Is it possible to use the API connector to connect to local host?

I’m working on my site and attempting to get the bubble API to interact with an application that I have running locally. However, when I attempt to initialize a POST call, I receive an error message that says ‘There was an issue setting up your call.
The host 127.0.0.1 is not valid’.

Does anyone have experience setting something like this up? How would one go about it? Thanks in advance!

I dont think you will be able to acces your local network while initilizing the API, because the API call runs in bubble server when we are initilizing it.

but there is a catch, The initiliztion is telling bubble.io what type of respone it will get. so if you have the response:

  • click the manualy ènter API response copy past the response you have and click save, bubble will detect the response and then click save again. that will make you call initilized and you be able to use the API call in workflows.

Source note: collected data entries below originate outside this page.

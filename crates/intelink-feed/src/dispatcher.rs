//! 메시지 디스패처.
//!
//! 수신 텍스트 프레임 → JSON 디코딩 → 마지막 메시지 기록 → `type`별 피드 반영.
//! 디코딩 실패는 로그만 남기고 버린다 (채널 상태와 피드는 변하지 않음).

use chrono::{DateTime, Utc};
use intelink_core::config::FeedConfig;
use intelink_core::models::frame::InboundFrame;
use intelink_core::models::notification::NotificationKind;
use intelink_core::models::signal::Severity;
use serde_json::Value;
use tracing::{debug, warn};

use crate::store::{FeedStore, NotificationDraft};

/// 이 점수 이상이면 critical 리스크
const CRITICAL_RISK_SCORE: f64 = 7.0;

/// 이 우선순위 이하면 critical 추천
const CRITICAL_RECOMMENDATION_PRIORITY: f64 = 2.0;

/// 프레임 처리 결과
#[derive(Debug, Clone, Copy, PartialEq, Eq)]
pub enum DispatchOutcome {
    /// JSON 디코딩 실패로 버림
    Discarded,
    /// 마지막 메시지만 갱신 (pong, 알 수 없는 타입, 필드 누락, 대상 없는 확인)
    Recorded,
    /// 피드 변경
    FeedsChanged,
}

/// 메시지 디스패처 — 프레임 → 피드 저장소
#[derive(Debug)]
pub struct MessageDispatcher {
    store: FeedStore,
    last_message: Option<Value>,
}

impl MessageDispatcher {
    /// 새 디스패처 생성
    pub fn new(config: &FeedConfig) -> Self {
        Self::with_store(FeedStore::new(config))
    }

    /// 지정 저장소로 생성
    pub fn with_store(store: FeedStore) -> Self {
        Self {
            store,
            last_message: None,
        }
    }

    /// 수신 프레임 하나 처리
    pub fn dispatch(&mut self, raw: &str) -> DispatchOutcome {
        let value: Value = match serde_json::from_str(raw) {
            Ok(value) => value,
            Err(e) => {
                warn!("수신 프레임 디코딩 실패, 무시: {e}");
                return DispatchOutcome::Discarded;
            }
        };

        self.last_message = Some(value.clone());

        let frame = match serde_json::from_value::<InboundFrame>(value) {
            Ok(frame) => frame,
            Err(e) => {
                warn!("프레임 형식 불일치, 피드 반영 안함: {e}");
                return DispatchOutcome::Recorded;
            }
        };

        if self.apply(frame) {
            DispatchOutcome::FeedsChanged
        } else {
            DispatchOutcome::Recorded
        }
    }

    /// 타입별 피드 반영. 피드가 바뀌었으면 true.
    fn apply(&mut self, frame: InboundFrame) -> bool {
        match frame {
            InboundFrame::SignalCreated { signal, timestamp } => {
                debug!("시그널 수신: {} ({:?})", signal.signal_id, signal.severity);
                let draft = NotificationDraft {
                    kind: NotificationKind::Signal,
                    title: "New Signal".to_string(),
                    message: signal.title.clone(),
                    severity: signal.severity,
                    timestamp: parse_timestamp(timestamp.as_deref()),
                };
                self.store.push_signal(signal);
                self.store.push_notification(draft);
                true
            }
            InboundFrame::SignalAcknowledged {
                signal_id,
                acknowledged_by,
                ..
            } => {
                let found = self.store.acknowledge_signal(&signal_id, acknowledged_by);
                if !found {
                    debug!("확인 대상 시그널 없음: {signal_id}");
                }
                found
            }
            InboundFrame::RiskCreated {
                risk_score,
                title,
                timestamp,
            } => {
                let severity = if risk_score >= CRITICAL_RISK_SCORE {
                    Severity::Critical
                } else {
                    Severity::Warning
                };
                self.store.push_notification(NotificationDraft {
                    kind: NotificationKind::Risk,
                    title: "New Risk Detected".to_string(),
                    message: title.unwrap_or_else(|| format!("Risk score: {risk_score}")),
                    severity,
                    timestamp: parse_timestamp(timestamp.as_deref()),
                });
                true
            }
            InboundFrame::RecommendationCreated {
                priority,
                title,
                timestamp,
            } => {
                self.push_recommendation(false, priority, title, timestamp);
                true
            }
            InboundFrame::AutoRecommendationCreated {
                priority,
                title,
                timestamp,
            } => {
                self.push_recommendation(true, priority, title, timestamp);
                true
            }
            InboundFrame::Pong {} => {
                debug!("pong 수신");
                false
            }
            InboundFrame::Unknown => {
                debug!("알 수 없는 프레임 타입, 무시");
                false
            }
        }
    }

    fn push_recommendation(
        &mut self,
        auto: bool,
        priority: f64,
        title: Option<String>,
        timestamp: Option<String>,
    ) {
        let severity = if priority <= CRITICAL_RECOMMENDATION_PRIORITY {
            Severity::Critical
        } else {
            Severity::Info
        };
        let heading = if auto {
            "Auto-Generated Recommendation"
        } else {
            "New Recommendation"
        };
        self.store.push_notification(NotificationDraft {
            kind: NotificationKind::Recommendation,
            title: heading.to_string(),
            message: title.unwrap_or_else(|| format!("Priority {priority} recommendation")),
            severity,
            timestamp: parse_timestamp(timestamp.as_deref()),
        });
    }

    /// 마지막으로 디코딩된 메시지
    pub fn last_message(&self) -> Option<&Value> {
        self.last_message.as_ref()
    }

    /// 피드 저장소 (읽기)
    pub fn store(&self) -> &FeedStore {
        &self.store
    }

    /// 피드 저장소 (쓰기 — 소비자 명령용)
    pub fn store_mut(&mut self) -> &mut FeedStore {
        &mut self.store
    }
}

/// RFC 3339 타임스탬프 파싱 (없거나 잘못되면 현재 시각)
fn parse_timestamp(raw: Option<&str>) -> DateTime<Utc> {
    raw.and_then(|ts| DateTime::parse_from_rfc3339(ts).ok())
        .map(|ts| ts.with_timezone(&Utc))
        .unwrap_or_else(Utc::now)
}

#[cfg(test)]
mod tests {
    use super::*;
    use serde_json::json;

    fn dispatcher() -> MessageDispatcher {
        MessageDispatcher::new(&FeedConfig::default())
    }

    fn signal_created(id: &str, severity: &str) -> String {
        json!({
            "type": "SIGNAL_CREATED",
            "signal": {"signal_id": id, "title": format!("시그널 {id}"), "severity": severity},
            "timestamp": "2026-01-28T10:00:00Z"
        })
        .to_string()
    }

    #[test]
    fn signal_created_feeds_both() {
        let mut d = dispatcher();
        let outcome = d.dispatch(&signal_created("S1", "critical"));
        assert_eq!(outcome, DispatchOutcome::FeedsChanged);

        let store = d.store();
        assert_eq!(store.signals().len(), 1);
        assert_eq!(store.notifications().len(), 1);

        let n = &store.notifications()[0];
        assert_eq!(n.kind, NotificationKind::Signal);
        assert_eq!(n.severity, Severity::Critical);
        assert_eq!(n.message, "시그널 S1");
        assert_eq!(n.timestamp.to_rfc3339(), "2026-01-28T10:00:00+00:00");
    }

    #[test]
    fn signal_feed_keeps_latest_fifty() {
        let mut d = dispatcher();
        for i in 0..120 {
            d.dispatch(&signal_created(&format!("S{i}"), "info"));
            assert!(d.store().signals().len() <= 50);
            assert!(d.store().notifications().len() <= 20);
        }
        let ids: Vec<&str> = d
            .store()
            .signals()
            .iter()
            .map(|s| s.signal_id.as_str())
            .collect();
        let expected: Vec<String> = (70..120).rev().map(|i| format!("S{i}")).collect();
        assert_eq!(ids, expected);
    }

    #[test]
    fn acknowledgement_keeps_position() {
        let mut d = dispatcher();
        for id in ["S1", "S2", "S3", "S4"] {
            d.dispatch(&signal_created(id, "warning"));
        }
        // [S4, S3, S2, S1] — S1은 index 3
        let before = d.store().signals().to_vec();
        let notifications_before = d.store().notifications().len();

        let ack = json!({
            "type": "SIGNAL_ACKNOWLEDGED",
            "signal_id": "S1",
            "acknowledged_by": "alice",
            "timestamp": "2026-01-28T10:05:00Z"
        });
        assert_eq!(d.dispatch(&ack.to_string()), DispatchOutcome::FeedsChanged);

        let after = d.store().signals();
        assert_eq!(after[3].signal_id, "S1");
        assert!(after[3].acknowledged);
        assert_eq!(after[3].acknowledged_by.as_deref(), Some("alice"));
        assert_eq!(&after[..3], &before[..3]);
        assert_eq!(d.store().notifications().len(), notifications_before);
    }

    #[test]
    fn acknowledgement_for_unknown_signal() {
        let mut d = dispatcher();
        d.dispatch(&signal_created("S1", "info"));
        let ack = json!({"type": "SIGNAL_ACKNOWLEDGED", "signal_id": "nope", "acknowledged_by": "bob"});
        assert_eq!(d.dispatch(&ack.to_string()), DispatchOutcome::Recorded);
        assert!(!d.store().signals()[0].acknowledged);
    }

    #[test]
    fn risk_severity_threshold() {
        let mut d = dispatcher();
        d.dispatch(&json!({"type": "RISK_CREATED", "risk_score": 7}).to_string());
        d.dispatch(&json!({"type": "RISK_CREATED", "risk_score": 6.9}).to_string());

        let n = d.store().notifications();
        assert_eq!(n[0].severity, Severity::Warning);
        assert_eq!(n[1].severity, Severity::Critical);
        assert!(n.iter().all(|n| n.kind == NotificationKind::Risk));
        assert!(d.store().signals().is_empty());
    }

    #[test]
    fn recommendation_severity_and_title() {
        let mut d = dispatcher();
        d.dispatch(&json!({"type": "RECOMMENDATION_CREATED", "priority": 2}).to_string());
        d.dispatch(&json!({"type": "AUTO_RECOMMENDATION_CREATED", "priority": 3}).to_string());

        let n = d.store().notifications();
        let auto = &n[0];
        let manual = &n[1];
        assert_eq!(manual.severity, Severity::Critical);
        assert_eq!(auto.severity, Severity::Info);
        assert_eq!(manual.kind, NotificationKind::Recommendation);
        assert_ne!(manual.title, auto.title);
        assert!(auto.title.contains("Auto"));
    }

    #[test]
    fn fractional_priority_uses_numeric_threshold() {
        let mut d = dispatcher();
        assert_eq!(
            d.dispatch(&json!({"type": "RECOMMENDATION_CREATED", "priority": 2.0}).to_string()),
            DispatchOutcome::FeedsChanged
        );
        assert_eq!(
            d.dispatch(&json!({"type": "RECOMMENDATION_CREATED", "priority": 2.5}).to_string()),
            DispatchOutcome::FeedsChanged
        );

        let n = d.store().notifications();
        assert_eq!(n.len(), 2);
        assert_eq!(n[0].severity, Severity::Info);
        assert_eq!(n[0].message, "Priority 2.5 recommendation");
        assert_eq!(n[1].severity, Severity::Critical);
        assert_eq!(n[1].message, "Priority 2 recommendation");
    }

    #[test]
    fn signal_with_naive_created_at_feeds_both() {
        let mut d = dispatcher();
        let frame = json!({
            "type": "SIGNAL_CREATED",
            "signal": {
                "signal_id": "S1",
                "title": "매출 급감",
                "severity": "warning",
                "created_at": "2026-01-28T10:00:00"
            }
        });
        assert_eq!(d.dispatch(&frame.to_string()), DispatchOutcome::FeedsChanged);

        let store = d.store();
        assert_eq!(store.signals().len(), 1);
        assert_eq!(store.signals()[0].created_at.as_deref(), Some("2026-01-28T10:00:00"));
        assert_eq!(store.notifications().len(), 1);
        assert_eq!(store.notifications()[0].severity, Severity::Warning);
    }

    #[test]
    fn notification_feed_keeps_latest_twenty() {
        let mut d = dispatcher();
        for i in 0..45 {
            d.dispatch(&json!({"type": "RISK_CREATED", "risk_score": 1, "title": format!("R{i}")}).to_string());
        }
        let titles: Vec<&str> = d
            .store()
            .notifications()
            .iter()
            .map(|n| n.message.as_str())
            .collect();
        let expected: Vec<String> = (25..45).rev().map(|i| format!("R{i}")).collect();
        assert_eq!(titles, expected);
    }

    #[test]
    fn malformed_frame_changes_nothing() {
        let mut d = dispatcher();
        d.dispatch(&signal_created("S1", "info"));
        let last = d.last_message().cloned();
        let signals = d.store().signals().to_vec();
        let notifications = d.store().notifications().to_vec();

        assert_eq!(d.dispatch("not json {"), DispatchOutcome::Discarded);

        assert_eq!(d.last_message().cloned(), last);
        assert_eq!(d.store().signals(), signals.as_slice());
        assert_eq!(d.store().notifications(), notifications.as_slice());
    }

    #[test]
    fn pong_and_unknown_only_record_last_message() {
        let mut d = dispatcher();
        assert_eq!(d.dispatch(r#"{"type":"pong"}"#), DispatchOutcome::Recorded);
        assert_eq!(d.last_message().unwrap()["type"], "pong");

        assert_eq!(
            d.dispatch(r#"{"type":"INVOICE_POSTED","id":1}"#),
            DispatchOutcome::Recorded
        );
        assert_eq!(d.last_message().unwrap()["type"], "INVOICE_POSTED");
        assert!(d.store().notifications().is_empty());
    }

    #[test]
    fn known_type_missing_fields_is_recorded_not_applied() {
        let mut d = dispatcher();
        assert_eq!(d.dispatch(r#"{"type":"SIGNAL_CREATED"}"#), DispatchOutcome::Recorded);
        assert!(d.last_message().is_some());
        assert!(d.store().signals().is_empty());
    }

    #[test]
    fn bad_timestamp_falls_back_to_now() {
        let before = Utc::now();
        let ts = parse_timestamp(Some("어제"));
        assert!(ts >= before);
    }
}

and then you can use the API call form font end, hopefully it will detect the localhost and run.

this can be useful for a quick test with a local server:

Instal ngrok so you can proxy a public address to the local one. 127.0.0.0 is internal for your device

Thank you for the comments everyone. I did try manually initializing the call as Baloshi suggested, but when I test the application it still says it cannot connect. I did also test the API call locally through Postman using the same json format that I’m testing in Bubble and confirmed it’s structured properly.

My hope is that any user with the application could connect my bubble site to their local version of the application without the need for ngrok or similar tunneling. Am I correct in understanding that those approaches would require the end user to install on their local machine? I’m just trying to prevent the need for any additional work from the eventual end-user of my site.

Any other thoughts? Happy to provide more information if needed.

Your local app is local to you. If you want your Bubble users to connect to their local version - they have to set it up too.

If your local app should be accessible to everyone in your Bubble app, you can set up a cheap server (dependng on what it requires) to expose a public version of it.